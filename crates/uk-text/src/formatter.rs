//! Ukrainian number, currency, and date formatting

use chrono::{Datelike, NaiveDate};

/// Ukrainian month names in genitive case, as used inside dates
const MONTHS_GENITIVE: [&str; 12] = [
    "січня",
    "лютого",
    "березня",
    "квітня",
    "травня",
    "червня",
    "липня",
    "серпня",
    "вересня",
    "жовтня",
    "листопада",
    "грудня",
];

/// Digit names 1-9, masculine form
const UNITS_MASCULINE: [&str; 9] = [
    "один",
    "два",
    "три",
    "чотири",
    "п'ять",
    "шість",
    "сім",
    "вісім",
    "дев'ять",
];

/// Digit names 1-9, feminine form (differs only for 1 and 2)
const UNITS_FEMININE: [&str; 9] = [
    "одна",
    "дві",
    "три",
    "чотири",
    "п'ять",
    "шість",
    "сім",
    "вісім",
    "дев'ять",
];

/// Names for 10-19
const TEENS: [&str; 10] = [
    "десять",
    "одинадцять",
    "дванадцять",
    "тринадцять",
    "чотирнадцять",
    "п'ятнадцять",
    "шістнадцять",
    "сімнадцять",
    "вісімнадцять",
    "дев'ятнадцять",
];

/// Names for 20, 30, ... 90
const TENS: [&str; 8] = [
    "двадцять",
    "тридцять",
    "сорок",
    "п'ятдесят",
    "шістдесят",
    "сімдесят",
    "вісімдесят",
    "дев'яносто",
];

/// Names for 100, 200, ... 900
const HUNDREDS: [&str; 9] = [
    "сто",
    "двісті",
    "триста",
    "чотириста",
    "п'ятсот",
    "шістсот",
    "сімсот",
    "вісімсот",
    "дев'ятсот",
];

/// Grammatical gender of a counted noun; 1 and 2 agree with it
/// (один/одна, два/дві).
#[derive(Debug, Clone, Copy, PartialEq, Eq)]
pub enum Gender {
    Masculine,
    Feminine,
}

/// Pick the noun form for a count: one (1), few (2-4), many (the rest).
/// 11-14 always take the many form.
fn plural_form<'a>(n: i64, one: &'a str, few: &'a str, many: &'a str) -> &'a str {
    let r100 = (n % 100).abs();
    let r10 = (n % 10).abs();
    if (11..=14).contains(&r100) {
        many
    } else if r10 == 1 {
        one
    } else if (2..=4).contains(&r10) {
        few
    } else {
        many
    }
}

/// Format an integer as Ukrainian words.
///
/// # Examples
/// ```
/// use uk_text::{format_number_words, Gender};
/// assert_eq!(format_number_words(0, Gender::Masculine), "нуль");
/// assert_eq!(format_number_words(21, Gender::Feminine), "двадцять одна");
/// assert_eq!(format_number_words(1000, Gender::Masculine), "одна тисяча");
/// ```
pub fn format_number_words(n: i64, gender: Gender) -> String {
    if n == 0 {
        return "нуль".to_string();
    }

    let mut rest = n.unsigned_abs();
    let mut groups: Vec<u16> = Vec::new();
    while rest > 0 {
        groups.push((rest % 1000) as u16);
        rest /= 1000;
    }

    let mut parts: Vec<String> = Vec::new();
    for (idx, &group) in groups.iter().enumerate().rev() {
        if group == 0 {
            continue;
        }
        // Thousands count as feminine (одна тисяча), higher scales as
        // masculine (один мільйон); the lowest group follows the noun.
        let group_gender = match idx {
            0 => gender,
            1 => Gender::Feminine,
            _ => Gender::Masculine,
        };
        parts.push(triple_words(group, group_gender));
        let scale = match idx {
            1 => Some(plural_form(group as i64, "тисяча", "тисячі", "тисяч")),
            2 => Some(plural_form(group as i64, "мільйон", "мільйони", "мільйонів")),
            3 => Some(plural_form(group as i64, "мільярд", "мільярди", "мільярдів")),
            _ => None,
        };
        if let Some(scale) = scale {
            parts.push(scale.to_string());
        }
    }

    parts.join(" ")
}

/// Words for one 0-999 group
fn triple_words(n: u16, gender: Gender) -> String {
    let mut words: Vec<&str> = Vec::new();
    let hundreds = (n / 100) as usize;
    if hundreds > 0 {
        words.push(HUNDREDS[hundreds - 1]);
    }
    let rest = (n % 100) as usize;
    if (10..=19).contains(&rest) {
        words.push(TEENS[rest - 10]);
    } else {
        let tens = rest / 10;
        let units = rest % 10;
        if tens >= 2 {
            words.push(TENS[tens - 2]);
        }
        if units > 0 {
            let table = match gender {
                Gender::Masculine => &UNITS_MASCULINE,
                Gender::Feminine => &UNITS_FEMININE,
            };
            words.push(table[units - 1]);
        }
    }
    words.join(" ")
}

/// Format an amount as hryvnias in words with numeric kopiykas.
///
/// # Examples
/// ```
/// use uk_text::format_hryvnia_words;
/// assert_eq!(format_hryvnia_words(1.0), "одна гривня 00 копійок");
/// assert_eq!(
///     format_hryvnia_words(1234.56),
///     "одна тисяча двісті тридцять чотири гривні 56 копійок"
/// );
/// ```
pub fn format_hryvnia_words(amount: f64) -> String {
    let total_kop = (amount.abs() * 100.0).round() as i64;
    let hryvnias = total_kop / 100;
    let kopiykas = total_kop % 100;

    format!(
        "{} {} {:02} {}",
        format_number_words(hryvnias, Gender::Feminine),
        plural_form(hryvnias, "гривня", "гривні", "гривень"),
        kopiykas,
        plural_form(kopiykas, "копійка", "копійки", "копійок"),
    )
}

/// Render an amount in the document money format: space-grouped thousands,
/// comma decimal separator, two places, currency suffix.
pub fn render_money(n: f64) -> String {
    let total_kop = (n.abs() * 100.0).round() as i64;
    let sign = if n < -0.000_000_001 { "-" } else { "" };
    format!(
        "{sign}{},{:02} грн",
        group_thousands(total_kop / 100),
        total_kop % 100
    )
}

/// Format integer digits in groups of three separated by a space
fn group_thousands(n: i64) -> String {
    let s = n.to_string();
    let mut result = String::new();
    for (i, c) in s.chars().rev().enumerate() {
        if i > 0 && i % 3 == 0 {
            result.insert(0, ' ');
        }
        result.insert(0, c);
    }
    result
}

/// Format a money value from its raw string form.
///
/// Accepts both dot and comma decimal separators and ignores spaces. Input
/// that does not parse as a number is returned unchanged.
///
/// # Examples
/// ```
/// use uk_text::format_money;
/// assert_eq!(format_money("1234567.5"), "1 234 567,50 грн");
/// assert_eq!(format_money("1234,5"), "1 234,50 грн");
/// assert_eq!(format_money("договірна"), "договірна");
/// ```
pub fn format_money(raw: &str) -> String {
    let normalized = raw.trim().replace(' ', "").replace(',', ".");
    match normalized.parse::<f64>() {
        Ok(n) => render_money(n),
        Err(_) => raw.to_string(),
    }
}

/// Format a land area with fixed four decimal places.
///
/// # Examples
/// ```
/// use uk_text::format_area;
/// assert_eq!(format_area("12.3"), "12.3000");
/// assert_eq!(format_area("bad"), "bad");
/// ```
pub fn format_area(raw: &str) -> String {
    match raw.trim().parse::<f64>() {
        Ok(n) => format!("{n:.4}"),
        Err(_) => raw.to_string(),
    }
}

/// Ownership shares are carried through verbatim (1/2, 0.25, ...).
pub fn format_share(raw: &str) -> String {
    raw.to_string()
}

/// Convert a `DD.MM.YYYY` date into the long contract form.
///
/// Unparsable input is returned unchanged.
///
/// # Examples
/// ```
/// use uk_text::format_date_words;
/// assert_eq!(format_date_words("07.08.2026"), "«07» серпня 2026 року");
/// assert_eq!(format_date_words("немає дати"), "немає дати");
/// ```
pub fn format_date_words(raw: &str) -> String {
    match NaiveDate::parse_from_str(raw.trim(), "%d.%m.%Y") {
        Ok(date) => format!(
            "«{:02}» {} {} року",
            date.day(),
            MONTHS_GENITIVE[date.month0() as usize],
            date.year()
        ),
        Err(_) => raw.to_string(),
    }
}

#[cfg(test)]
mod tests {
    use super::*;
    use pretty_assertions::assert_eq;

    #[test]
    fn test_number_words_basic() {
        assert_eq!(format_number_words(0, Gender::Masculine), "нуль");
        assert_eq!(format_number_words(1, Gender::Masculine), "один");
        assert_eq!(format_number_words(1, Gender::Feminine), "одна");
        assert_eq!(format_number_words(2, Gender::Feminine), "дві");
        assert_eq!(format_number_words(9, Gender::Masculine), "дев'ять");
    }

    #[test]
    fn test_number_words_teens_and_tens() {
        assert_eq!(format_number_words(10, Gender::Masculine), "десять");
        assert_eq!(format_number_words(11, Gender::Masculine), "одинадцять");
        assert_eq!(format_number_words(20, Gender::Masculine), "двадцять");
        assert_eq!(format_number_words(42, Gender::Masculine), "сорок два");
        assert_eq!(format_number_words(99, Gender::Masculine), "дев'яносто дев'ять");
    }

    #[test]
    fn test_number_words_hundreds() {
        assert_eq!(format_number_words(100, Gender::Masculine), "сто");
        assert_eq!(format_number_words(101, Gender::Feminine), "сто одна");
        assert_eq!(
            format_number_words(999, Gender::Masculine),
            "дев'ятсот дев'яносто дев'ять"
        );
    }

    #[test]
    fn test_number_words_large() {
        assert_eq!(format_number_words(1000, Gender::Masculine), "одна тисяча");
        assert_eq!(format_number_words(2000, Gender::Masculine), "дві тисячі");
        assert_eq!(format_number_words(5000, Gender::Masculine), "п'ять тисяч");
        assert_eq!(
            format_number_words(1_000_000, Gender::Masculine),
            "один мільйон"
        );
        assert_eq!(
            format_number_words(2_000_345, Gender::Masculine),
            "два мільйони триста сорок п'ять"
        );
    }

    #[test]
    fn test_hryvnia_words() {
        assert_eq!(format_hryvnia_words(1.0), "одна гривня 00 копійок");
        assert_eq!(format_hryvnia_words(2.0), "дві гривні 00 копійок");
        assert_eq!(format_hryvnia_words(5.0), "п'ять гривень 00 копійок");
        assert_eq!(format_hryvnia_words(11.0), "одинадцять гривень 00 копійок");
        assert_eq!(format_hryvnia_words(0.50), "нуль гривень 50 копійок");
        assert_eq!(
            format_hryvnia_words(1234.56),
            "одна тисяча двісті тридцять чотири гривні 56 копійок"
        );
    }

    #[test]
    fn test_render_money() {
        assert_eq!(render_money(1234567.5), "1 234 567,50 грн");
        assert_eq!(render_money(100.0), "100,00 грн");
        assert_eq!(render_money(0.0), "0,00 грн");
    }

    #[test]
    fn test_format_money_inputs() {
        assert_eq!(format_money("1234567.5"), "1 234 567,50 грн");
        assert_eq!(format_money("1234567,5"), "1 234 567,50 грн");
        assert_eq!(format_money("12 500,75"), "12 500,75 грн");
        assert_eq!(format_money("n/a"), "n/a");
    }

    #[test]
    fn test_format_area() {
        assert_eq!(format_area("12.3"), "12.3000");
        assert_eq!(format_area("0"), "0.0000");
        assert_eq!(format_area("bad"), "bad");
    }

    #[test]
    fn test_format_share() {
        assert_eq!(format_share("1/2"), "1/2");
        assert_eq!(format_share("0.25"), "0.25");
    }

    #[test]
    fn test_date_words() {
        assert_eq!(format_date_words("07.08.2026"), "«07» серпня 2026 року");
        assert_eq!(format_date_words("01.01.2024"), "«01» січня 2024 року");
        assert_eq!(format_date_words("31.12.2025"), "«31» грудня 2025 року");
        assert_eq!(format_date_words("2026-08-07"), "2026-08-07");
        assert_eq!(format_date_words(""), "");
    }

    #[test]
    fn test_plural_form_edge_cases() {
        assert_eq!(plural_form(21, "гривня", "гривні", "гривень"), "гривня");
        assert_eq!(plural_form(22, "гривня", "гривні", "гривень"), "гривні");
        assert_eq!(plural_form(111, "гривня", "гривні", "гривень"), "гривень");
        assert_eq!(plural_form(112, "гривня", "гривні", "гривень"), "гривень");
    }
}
= = = =
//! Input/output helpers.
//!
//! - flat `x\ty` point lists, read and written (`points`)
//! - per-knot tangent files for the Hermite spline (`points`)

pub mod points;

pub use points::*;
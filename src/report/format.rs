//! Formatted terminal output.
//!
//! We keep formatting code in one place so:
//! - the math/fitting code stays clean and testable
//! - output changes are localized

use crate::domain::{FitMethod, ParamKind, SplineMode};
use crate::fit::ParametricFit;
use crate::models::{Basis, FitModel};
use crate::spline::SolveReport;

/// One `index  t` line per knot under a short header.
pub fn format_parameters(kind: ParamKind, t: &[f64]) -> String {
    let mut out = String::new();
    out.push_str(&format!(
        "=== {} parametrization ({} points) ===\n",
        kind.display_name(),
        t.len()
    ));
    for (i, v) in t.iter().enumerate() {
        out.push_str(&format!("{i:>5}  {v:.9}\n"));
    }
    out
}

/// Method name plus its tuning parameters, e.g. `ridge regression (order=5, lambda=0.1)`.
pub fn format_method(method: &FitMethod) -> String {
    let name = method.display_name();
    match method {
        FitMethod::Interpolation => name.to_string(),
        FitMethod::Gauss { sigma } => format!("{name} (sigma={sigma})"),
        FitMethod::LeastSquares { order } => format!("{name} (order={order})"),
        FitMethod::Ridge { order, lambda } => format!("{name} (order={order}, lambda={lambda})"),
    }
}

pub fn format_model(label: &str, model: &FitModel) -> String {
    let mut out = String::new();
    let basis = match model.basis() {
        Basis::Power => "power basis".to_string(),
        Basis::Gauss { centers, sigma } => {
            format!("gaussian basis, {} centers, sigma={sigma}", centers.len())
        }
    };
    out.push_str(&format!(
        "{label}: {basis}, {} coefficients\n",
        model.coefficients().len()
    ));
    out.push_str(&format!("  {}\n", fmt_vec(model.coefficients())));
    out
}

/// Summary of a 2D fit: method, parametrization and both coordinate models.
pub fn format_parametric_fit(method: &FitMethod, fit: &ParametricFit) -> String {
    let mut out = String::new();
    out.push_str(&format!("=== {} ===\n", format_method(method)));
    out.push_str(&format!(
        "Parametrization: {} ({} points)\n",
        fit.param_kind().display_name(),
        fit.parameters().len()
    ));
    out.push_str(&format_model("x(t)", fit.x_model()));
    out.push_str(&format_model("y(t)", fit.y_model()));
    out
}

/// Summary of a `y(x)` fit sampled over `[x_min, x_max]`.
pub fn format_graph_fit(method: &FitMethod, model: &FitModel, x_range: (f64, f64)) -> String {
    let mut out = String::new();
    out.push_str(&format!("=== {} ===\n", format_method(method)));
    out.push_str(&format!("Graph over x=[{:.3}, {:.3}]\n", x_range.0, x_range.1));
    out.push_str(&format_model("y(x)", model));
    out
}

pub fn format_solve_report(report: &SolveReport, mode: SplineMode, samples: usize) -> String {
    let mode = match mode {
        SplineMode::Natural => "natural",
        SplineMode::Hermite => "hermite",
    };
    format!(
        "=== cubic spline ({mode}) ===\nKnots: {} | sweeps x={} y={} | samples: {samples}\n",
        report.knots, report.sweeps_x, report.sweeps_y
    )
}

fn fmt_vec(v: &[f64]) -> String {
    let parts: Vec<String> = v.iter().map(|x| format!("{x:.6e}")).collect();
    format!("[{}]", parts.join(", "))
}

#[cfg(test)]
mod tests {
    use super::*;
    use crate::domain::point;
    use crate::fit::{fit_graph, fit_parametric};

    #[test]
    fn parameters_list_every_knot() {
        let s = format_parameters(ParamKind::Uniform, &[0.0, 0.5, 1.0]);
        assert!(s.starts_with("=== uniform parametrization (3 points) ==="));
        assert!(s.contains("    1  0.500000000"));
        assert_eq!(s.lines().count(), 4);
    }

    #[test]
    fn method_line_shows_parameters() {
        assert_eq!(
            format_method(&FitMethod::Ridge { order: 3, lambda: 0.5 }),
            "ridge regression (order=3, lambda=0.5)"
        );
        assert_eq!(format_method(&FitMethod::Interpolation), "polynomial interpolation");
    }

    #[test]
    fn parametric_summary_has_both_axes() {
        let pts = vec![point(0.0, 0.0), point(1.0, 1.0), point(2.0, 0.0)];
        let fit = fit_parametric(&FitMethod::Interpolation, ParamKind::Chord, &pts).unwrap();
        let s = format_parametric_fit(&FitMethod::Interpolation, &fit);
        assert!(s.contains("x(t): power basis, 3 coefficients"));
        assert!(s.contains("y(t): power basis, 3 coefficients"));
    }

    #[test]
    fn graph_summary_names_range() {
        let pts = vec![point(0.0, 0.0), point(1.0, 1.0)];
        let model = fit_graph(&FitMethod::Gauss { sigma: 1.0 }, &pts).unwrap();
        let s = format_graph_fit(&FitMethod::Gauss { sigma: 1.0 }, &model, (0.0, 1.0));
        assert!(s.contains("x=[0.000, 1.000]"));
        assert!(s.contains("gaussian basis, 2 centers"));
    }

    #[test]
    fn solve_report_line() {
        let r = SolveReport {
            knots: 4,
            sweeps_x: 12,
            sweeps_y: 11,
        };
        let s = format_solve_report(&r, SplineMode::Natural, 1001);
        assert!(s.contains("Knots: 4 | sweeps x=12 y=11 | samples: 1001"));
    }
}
= = = =
WHAT NEEDS TO BE DONE: Collect from the data above every line that includes "гривень".

THE COMPLETED TASK:
        plural_form(hryvnias, "гривня", "гривні", "гривень"),
        assert_eq!(format_hryvnia_words(5.0), "п'ять гривень 00 копійок");
        assert_eq!(format_hryvnia_words(11.0), "одинадцять гривень 00 копійок");
        assert_eq!(format_hryvnia_words(0.50), "нуль гривень 50 копійок");
        assert_eq!(plural_form(21, "гривня", "гривні", "гривень"), "гривня");
        assert_eq!(plural_form(22, "гривня", "гривні", "гривень"), "гривні");
        assert_eq!(plural_form(111, "гривня", "гривні", "гривень"), "гривень");
        assert_eq!(plural_form(112, "гривня", "гривні", "гривень"), "гривень");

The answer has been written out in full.